SCP was incorporated in the State of Wyoming on August 13, 2002. Through a subsidiary in China, Strategic Communications Partners Limited ("SCPL"), it provided financial, technical, and marketing services in Beijing, People's Republic of China ("PRC"). SCPL was incorporated in Hong Kong on December 9, 2002. SCPL's business activities to date consist solely of supporting the Beijing operations. On March 4, 2003, SCPL set up a wholly owned enterprise, Beijing In-Touch Information System Co. Ltd. ("In-Touch") in the PRC. Effective July 31, 2004, SCP was merged into us. SCPL then became a direct subsidiary of us as a result of the merger.

In-Touch provided broadband data, video and voice communications services to customers that were not served by existing landline based fiber networks. During the quarter ended December 31, 2004, we closed In-Touch due to high operational expenses incurred and flat sales/revenue generation of the transport business in 2004. All office leases were terminated and transport equipment returned to respective vendors. Additionally, all staff and employees were terminated effective October 1, 2004.

In August 2003, we signed a contract with MCI International Ltd. Co. ("MCI"), with the intent to provide MCI's asynchronous transport mode ("ATM") services to markets in North America, the South Pacific, Asia and Europe (the "MCI Agreement"). We never utilized the ATM and the circuit was disconnected in September 2005.

In December 2004, we signed a strategic consulting agreement with Jiaxin Consulting Group, Inc., a British Columbia corporation ("Jiaxin") to obtain assistance in financial asset management, financial internal controls, operational oversight, and business development in China. On March 8, 2005, we entered into a strategic agreement with Jiaxin for the purpose of forming a holding company for our Chinese operations and incorporated CJ Information Technology Company in Nevada on March 10, 2005. We own 51% of CJ Information Technology Company, while Jiaxin owns 49%. Our original plan was to acquire an interest in Tianjin Create Co., a systems integration and information technology company located in Tianjin, China ("Tianjin Create Co.") through CJ Information Technology Company. However, we have since reassessed our business model and have determined to change the focus of our business. As part of this change, we terminated our agreements with Jiaxin in June 2005 in order to focus on our investment in Tianjin Create Co., as more fully described below. As such, CJ Information Technology Company has been dormant since its inception in March 2005.

We are now working to change our business from the management of a wireless broadband network to the development of technology integration and IP services in China. Part of this effort involves seeking complementary technologies to build a broad base of products and services to be marketed in China as well as in North America. This broad focus incorporates vertical integration of telephony, IP security, manufacturing, medical and industrial. Investments in these industries will be based on a company's positive financial cash flow, strong management, unique or superior technology/innovation, and its value to the overall corporation's portfolio of companies.
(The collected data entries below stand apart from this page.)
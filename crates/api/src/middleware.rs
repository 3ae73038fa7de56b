use std::sync::Arc;
use std::time::Instant;

use axum::{
    extract::{Request, State},
    http::Method,
    middleware::Next,
    response::Response,
};
use tracing::{info, warn};

use inventaris_infra::replica::SyncTable;

use crate::app::services::AppServices;

/// Log method, path, status and latency of every request.
pub async fn request_logging(req: Request, next: Next) -> Response {
    let method = req.method().clone();
    let path = req.uri().path().to_string();
    let started = Instant::now();

    let response = next.run(req).await;

    let status = response.status();
    let latency_ms = started.elapsed().as_millis() as u64;
    if status.is_server_error() {
        warn!(%method, %path, status = status.as_u16(), latency_ms, "request failed");
    } else {
        info!(%method, %path, status = status.as_u16(), latency_ms, "request handled");
    }
    response
}

/// Queue replication of whatever a successful mutation touched. The response
/// is returned without waiting for the push.
pub async fn sync_trigger(
    State(services): State<Arc<AppServices>>,
    req: Request,
    next: Next,
) -> Response {
    let tables = tables_for_request(req.method(), req.uri().path());
    let response = next.run(req).await;

    if response.status().is_success() && !tables.is_empty() {
        services.sync().enqueue(tables);
    }
    response
}

/// Tables a mutating request may have changed.
pub fn tables_for_request(method: &Method, path: &str) -> Vec<SyncTable> {
    if !matches!(
        *method,
        Method::POST | Method::PUT | Method::PATCH | Method::DELETE
    ) {
        return Vec::new();
    }

    let mut segments = path.trim_matches('/').split('/');
    let Some(root) = segments.next() else {
        return Vec::new();
    };
    let action = path.trim_end_matches('/').rsplit('/').next().unwrap_or_default();

    match root {
        // Opening stock on create books a movement.
        "products" if *method == Method::POST && segments.next().is_none() => {
            vec![SyncTable::Products, SyncTable::Transactions]
        }
        "products" => vec![SyncTable::Products],
        "suppliers" => vec![SyncTable::Suppliers],
        "stock" => vec![SyncTable::Products, SyncTable::Transactions],
        "purchase-orders" if action == "receive" => vec![
            SyncTable::PurchaseOrders,
            SyncTable::Products,
            SyncTable::Transactions,
        ],
        "purchase-orders" => vec![SyncTable::PurchaseOrders],
        "sales-orders" if action == "ship" => vec![
            SyncTable::SalesOrders,
            SyncTable::Products,
            SyncTable::Transactions,
        ],
        "sales-orders" => vec![SyncTable::SalesOrders],
        _ => Vec::new(),
    }
}
//! Entity trait: identity + continuity across state changes.

/// Entity marker + minimal interface.
///
/// Stores key their tables by `Entity::id`, so every persisted record
/// implements it.
pub trait Entity {
    /// Strongly-typed entity identifier.
    type Id: Copy + Eq + core::hash::Hash + core::fmt::Debug;

    /// Returns the entity identifier.
    fn id(&self) -> &Self::Id;
}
On May 24, 2005, we entered into a letter agreement to acquire 51% of the stock of Tianjin Create Co. for total consideration of $53,840, comprised of cash in the amount of $40,379 and 448,665 shares of our common stock valued at $0.03 per share, (a total of $13,460 in our common stock). We have since paid $13,460 in common stock and cash of $8,000 to the founders of Tianjin Create Co. On May 18, 2006, we entered into an amended agreement whereby we agreed to further pay $105,307 in cash to the founders of Tianjin Create Co. by August 31, 2006.

We acquired Tianjin Create Co. in part because of its strategic location in Tianjin City, the third largest city in China.